> **Task**: This exercise calls for every line of the data below with the string "oneshot" in it.

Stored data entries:
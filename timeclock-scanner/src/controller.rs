//! Scan session controller
//!
//! One task owns the session state machine and is the only writer of what
//! the user sees. It selects over four channels:
//! - commands from the presentation layer (start, stop, switch, shutdown)
//! - camera events from the frame pump (decoded payloads, lost stream)
//! - cooldown ticks from the governor's ticker
//! - settled submissions from the single in-flight backend call
//!
//! ```text
//! Idle --start--> Capturing --decoded--> Submitting --ok, cooldown>0--> CooldownHold
//!                     ^                      |                               |
//!                     +------ ok / error ----+                               |
//!                     +-------------------- timer expired -------------------+
//! any --stop--> Idle
//! ```

use std::sync::Arc;
use std::time::Duration;
use tokio::sync::{mpsc, oneshot, watch};
use tokio::task::JoinHandle;
use tokio::time::Instant;
use tracing::{debug, error, info, trace, warn};
use uuid::Uuid;

use crate::backend::AttendanceBackend;
use crate::camera::{CameraAdapter, CameraEvent, Decoder, FrameSource};
use crate::classifier::{Classified, ScanClassifier};
use crate::config::ScannerConfig;
use crate::cooldown::{CooldownGovernor, CooldownTick, TickResult};
use crate::error::{CameraError, CommandError};
use crate::model::{CameraState, CooldownState, Facing, Phase, RejectReason, ScanAttempt, ScanOutcome, Severity};
use crate::session::SharedSession;

const COMMAND_BUFFER: usize = 16;
const TICK_BUFFER: usize = 4;

type Reply<T> = oneshot::Sender<Result<T, CommandError>>;

#[derive(Debug)]
pub enum Command {
    Start { reply: Reply<()> },
    Stop { reply: Reply<()> },
    SwitchCamera { reply: Reply<()> },
    Shutdown,
}

#[derive(Debug)]
struct Settled {
    id: Uuid,
    classified: Classified,
}

#[derive(Debug)]
struct InFlight {
    id: Uuid,
    started: Instant,
}

/// Camera switch requested while a submission was in flight
#[derive(Debug)]
struct QueuedSwitch {
    facing: Facing,
    replies: Vec<Reply<()>>,
}

/// Everything the controller needs, injected at construction
pub struct ScannerDeps {
    pub session: SharedSession,
    pub backend: Arc<dyn AttendanceBackend>,
    pub source: Arc<dyn FrameSource>,
    pub decoder: Arc<dyn Decoder>,
}

pub struct ScanSessionController {
    session: SharedSession,
    classifier: Arc<ScanClassifier>,
    camera: CameraAdapter,
    cooldown: CooldownGovernor,
    phase: Phase,
    phase_tx: watch::Sender<Phase>,
    in_flight: Option<InFlight>,
    pending: Option<ScanAttempt>,
    queued_switch: Option<QueuedSwitch>,
    /// Last local cooldown rejection as (payload, remaining seconds)
    last_cooldown_notice: Option<(String, u32)>,
    settled_tx: mpsc::Sender<Settled>,
    outcomes_tx: mpsc::UnboundedSender<ScanOutcome>,
    pending_max_age: Duration,
    payload_prefix: Option<String>,
}

struct Inbox {
    commands: mpsc::Receiver<Command>,
    camera: mpsc::Receiver<CameraEvent>,
    ticks: mpsc::Receiver<CooldownTick>,
    settled: mpsc::Receiver<Settled>,
}

/// Running scan engine
pub struct Scanner {
    pub handle: ScannerHandle,
    /// Outcomes in the order submissions were issued
    pub outcomes: mpsc::UnboundedReceiver<ScanOutcome>,
    pub task: JoinHandle<()>,
}

/// Spawn the controller task and return its handle and outcome stream
pub fn spawn_scanner(config: &ScannerConfig, deps: ScannerDeps) -> Scanner {
    let (commands_tx, commands_rx) = mpsc::channel(COMMAND_BUFFER);
    let (camera_tx, camera_rx) = mpsc::channel(config.camera.decode_buffer.max(1));
    let (tick_tx, tick_rx) = mpsc::channel(TICK_BUFFER);
    let (settled_tx, settled_rx) = mpsc::channel(1);
    let (outcomes_tx, outcomes_rx) = mpsc::unbounded_channel();
    let (phase_tx, phase_rx) = watch::channel(Phase::Idle);

    let classifier = Arc::new(ScanClassifier::new(deps.backend, config.scan.cooldown_markers.clone()));
    let camera = CameraAdapter::new(deps.source, deps.decoder, config.camera.facing, camera_tx);
    let cooldown = CooldownGovernor::new(tick_tx);

    let handle = ScannerHandle {
        commands: commands_tx,
        phase: phase_rx,
        cooldown: cooldown.subscribe(),
        camera: camera.subscribe(),
    };

    let controller = ScanSessionController {
        session: deps.session,
        classifier,
        camera,
        cooldown,
        phase: Phase::Idle,
        phase_tx,
        in_flight: None,
        pending: None,
        queued_switch: None,
        last_cooldown_notice: None,
        settled_tx,
        outcomes_tx,
        pending_max_age: Duration::from_millis(config.scan.pending_max_age_ms),
        payload_prefix: config.scan.payload_prefix.clone(),
    };

    let inbox = Inbox {
        commands: commands_rx,
        camera: camera_rx,
        ticks: tick_rx,
        settled: settled_rx,
    };

    let task = tokio::spawn(controller.run(inbox));
    Scanner { handle, outcomes: outcomes_rx, task }
}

> **Task solution**:
use tokio::sync::{mpsc, oneshot, watch};
type Reply<T> = oneshot::Sender<Result<T, CommandError>>;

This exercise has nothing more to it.